-- MATERIAL PROVIDED follows --
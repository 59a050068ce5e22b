//! Hue separation bound
//!
//! Colors are placed one at a time on a hue segment of length `L`, each keeping
//! a minimum distance `X` from the colors already placed. The bound computed
//! here is the largest `X` for which every placement order, including the
//! least efficient one, still leaves room for the next color.
//!
//! The least efficient placement keeps bisecting the free gaps: after the first
//! color there is 1 gap, then 2 more, then 4 more, and so on. The number of
//! same-size gaps needed to hold `N` colors is the first cumulative total
//! `1 + 2 + 4 + ...` that reaches `N`, and splitting `L` into that many plus
//! one equal pieces gives the gap width. The separation is half of that width,
//! since it is a radius around each hue.

use super::BoardError;

/// Number of same-size gaps the worst-case bisection needs to hold `color_count` colors
///
/// Returns the first cumulative total of `2^depth` (depth = 0, 1, 2, ...) that
/// is at least `color_count`: 1, 3, 7, 15, 31, ...
#[must_use]
pub fn bisection_capacity(color_count: usize) -> usize {
    let mut capacity = 0usize;
    let mut depth = 0u32;

    loop {
        capacity += 1 << depth;
        if capacity >= color_count {
            return capacity;
        }
        depth += 1;
    }
}

/// Largest minimum hue separation that guarantees `color_count` colors always fit
///
/// # Errors
/// Returns `BoardError::InvalidColorCount` when `color_count` is zero and
/// `BoardError::InvalidRange` when `range_length` is not a positive finite number.
///
/// # Examples
/// ```
/// use color_tiles::core::max_separation;
///
/// // 5 colors need 7 worst-case gaps: (0.95 / 8) / 2
/// let separation = max_separation(0.95, 5).unwrap();
/// assert!((separation - 0.059_375).abs() < 1e-12);
/// ```
pub fn max_separation(range_length: f64, color_count: usize) -> Result<f64, BoardError> {
    if color_count == 0 {
        return Err(BoardError::InvalidColorCount(color_count));
    }
    if !range_length.is_finite() || range_length <= 0.0 {
        return Err(BoardError::InvalidRange("hue"));
    }

    let gaps = bisection_capacity(color_count);
    Ok((range_length / (gaps + 1) as f64) / 2.0)
}

/// Distance between two hues on the unit hue circle
#[inline]
#[must_use]
pub fn circular_distance(a: f64, b: f64) -> f64 {
    let direct = (a - b).abs().rem_euclid(1.0);
    direct.min(1.0 - direct)
}

#[cfg(test)]
mod tests {
    use super::*;

    const EPSILON: f64 = 1e-12;

    #[test]
    fn capacity_follows_cumulative_doubling() {
        assert_eq!(bisection_capacity(1), 1);
        assert_eq!(bisection_capacity(2), 3);
        assert_eq!(bisection_capacity(3), 3);
        assert_eq!(bisection_capacity(4), 7);
        assert_eq!(bisection_capacity(7), 7);
        assert_eq!(bisection_capacity(8), 15);
        assert_eq!(bisection_capacity(26), 31);
        assert_eq!(bisection_capacity(32), 63);
    }

    #[test]
    fn single_color_uses_one_gap() {
        let separation = max_separation(0.95, 1).unwrap();
        assert!((separation - 0.95 / 4.0).abs() < EPSILON);
    }

    #[test]
    fn five_colors_at_default_range() {
        let separation = max_separation(0.95, 5).unwrap();
        assert!((separation - 0.059_375).abs() < EPSILON);
    }

    #[test]
    fn colors_sharing_a_capacity_share_a_separation() {
        let four = max_separation(0.95, 4).unwrap();
        for count in 5..=7 {
            let other = max_separation(0.95, count).unwrap();
            assert!((four - other).abs() < EPSILON);
        }
        assert!(max_separation(0.95, 8).unwrap() < four);
    }

    #[test]
    fn separation_never_grows_with_more_colors() {
        let mut previous = f64::INFINITY;
        for count in 1..=40 {
            let separation = max_separation(1.0, count).unwrap();
            assert!(separation <= previous, "count {count}");
            previous = separation;
        }
    }

    #[test]
    fn zero_colors_rejected() {
        assert_eq!(
            max_separation(0.95, 0),
            Err(BoardError::InvalidColorCount(0))
        );
    }

    #[test]
    fn bad_range_rejected() {
        assert!(max_separation(0.0, 3).is_err());
        assert!(max_separation(-1.0, 3).is_err());
        assert!(max_separation(f64::NAN, 3).is_err());
    }

    #[test]
    fn circular_distance_wraps() {
        assert!((circular_distance(0.05, 0.95) - 0.1).abs() < EPSILON);
        assert!((circular_distance(0.95, 0.05) - 0.1).abs() < EPSILON);
        assert!((circular_distance(0.2, 0.5) - 0.3).abs() < EPSILON);
        assert!(circular_distance(0.4, 0.4).abs() < EPSILON);
        assert!((circular_distance(0.0, 0.5) - 0.5).abs() < EPSILON);
    }
}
-- MATERIAL PROVIDED concluded --
AIM OF THE EXERCISE: Repeat each record verbatim.

TASK OUTPUT:
repository 59a050068ce5e22b
//! Hue separation bound
//!
//! Colors are placed one at a time on a hue segment of length `L`, each keeping
//! a minimum distance `X` from the colors already placed. The bound computed
//! here is the largest `X` for which every placement order, including the
//! least efficient one, still leaves room for the next color.
//!
//! The least efficient placement keeps bisecting the free gaps: after the first
//! color there is 1 gap, then 2 more, then 4 more, and so on. The number of
//! same-size gaps needed to hold `N` colors is the first cumulative total
//! `1 + 2 + 4 + ...` that reaches `N`, and splitting `L` into that many plus
//! one equal pieces gives the gap width. The separation is half of that width,
//! since it is a radius around each hue.

use super::BoardError;

/// Number of same-size gaps the worst-case bisection needs to hold `color_count` colors
///
/// Returns the first cumulative total of `2^depth` (depth = 0, 1, 2, ...) that
/// is at least `color_count`: 1, 3, 7, 15, 31, ...
#[must_use]
pub fn bisection_capacity(color_count: usize) -> usize {
    let mut capacity = 0usize;
    let mut depth = 0u32;

    loop {
        capacity += 1 << depth;
        if capacity >= color_count {
            return capacity;
        }
        depth += 1;
    }
}

/// Largest minimum hue separation that guarantees `color_count` colors always fit
///
/// # Errors
/// Returns `BoardError::InvalidColorCount` when `color_count` is zero and
/// `BoardError::InvalidRange` when `range_length` is not a positive finite number.
///
/// # Examples
/// ```
/// use color_tiles::core::max_separation;
///
/// // 5 colors need 7 worst-case gaps: (0.95 / 8) / 2
/// let separation = max_separation(0.95, 5).unwrap();
/// assert!((separation - 0.059_375).abs() < 1e-12);
/// ```
pub fn max_separation(range_length: f64, color_count: usize) -> Result<f64, BoardError> {
    if color_count == 0 {
        return Err(BoardError::InvalidColorCount(color_count));
    }
    if !range_length.is_finite() || range_length <= 0.0 {
        return Err(BoardError::InvalidRange("hue"));
    }

    let gaps = bisection_capacity(color_count);
    Ok((range_length / (gaps + 1) as f64) / 2.0)
}

/// Distance between two hues on the unit hue circle
#[inline]
#[must_use]
pub fn circular_distance(a: f64, b: f64) -> f64 {
    let direct = (a - b).abs().rem_euclid(1.0);
    direct.min(1.0 - direct)
}

#[cfg(test)]
mod tests {
    use super::*;

    const EPSILON: f64 = 1e-12;

    #[test]
    fn capacity_follows_cumulative_doubling() {
        assert_eq!(bisection_capacity(1), 1);
        assert_eq!(bisection_capacity(2), 3);
        assert_eq!(bisection_capacity(3), 3);
        assert_eq!(bisection_capacity(4), 7);
        assert_eq!(bisection_capacity(7), 7);
        assert_eq!(bisection_capacity(8), 15);
        assert_eq!(bisection_capacity(26), 31);
        assert_eq!(bisection_capacity(32), 63);
    }

    #[test]
    fn single_color_uses_one_gap() {
        let separation = max_separation(0.95, 1).unwrap();
        assert!((separation - 0.95 / 4.0).abs() < EPSILON);
    }

    #[test]
    fn five_colors_at_default_range() {
        let separation = max_separation(0.95, 5).unwrap();
        assert!((separation - 0.059_375).abs() < EPSILON);
    }

    #[test]
    fn colors_sharing_a_capacity_share_a_separation() {
        let four = max_separation(0.95, 4).unwrap();
        for count in 5..=7 {
            let other = max_separation(0.95, count).unwrap();
            assert!((four - other).abs() < EPSILON);
        }
        assert!(max_separation(0.95, 8).unwrap() < four);
    }

    #[test]
    fn separation_never_grows_with_more_colors() {
        let mut previous = f64::INFINITY;
        for count in 1..=40 {
            let separation = max_separation(1.0, count).unwrap();
            assert!(separation <= previous, "count {count}");
            previous = separation;
        }
    }

    #[test]
    fn zero_colors_rejected() {
        assert_eq!(
            max_separation(0.95, 0),
            Err(BoardError::InvalidColorCount(0))
        );
    }

    #[test]
    fn bad_range_rejected() {
        assert!(max_separation(0.0, 3).is_err());
        assert!(max_separation(-1.0, 3).is_err());
        assert!(max_separation(f64::NAN, 3).is_err());
    }

    #[test]
    fn circular_distance_wraps() {
        assert!((circular_distance(0.05, 0.95) - 0.1).abs() < EPSILON);
        assert!((circular_distance(0.95, 0.05) - 0.1).abs() < EPSILON);
        assert!((circular_distance(0.2, 0.5) - 0.3).abs() < EPSILON);
        assert!(circular_distance(0.4, 0.4).abs() < EPSILON);
        assert!((circular_distance(0.0, 0.5) - 0.5).abs() < EPSILON);
    }
}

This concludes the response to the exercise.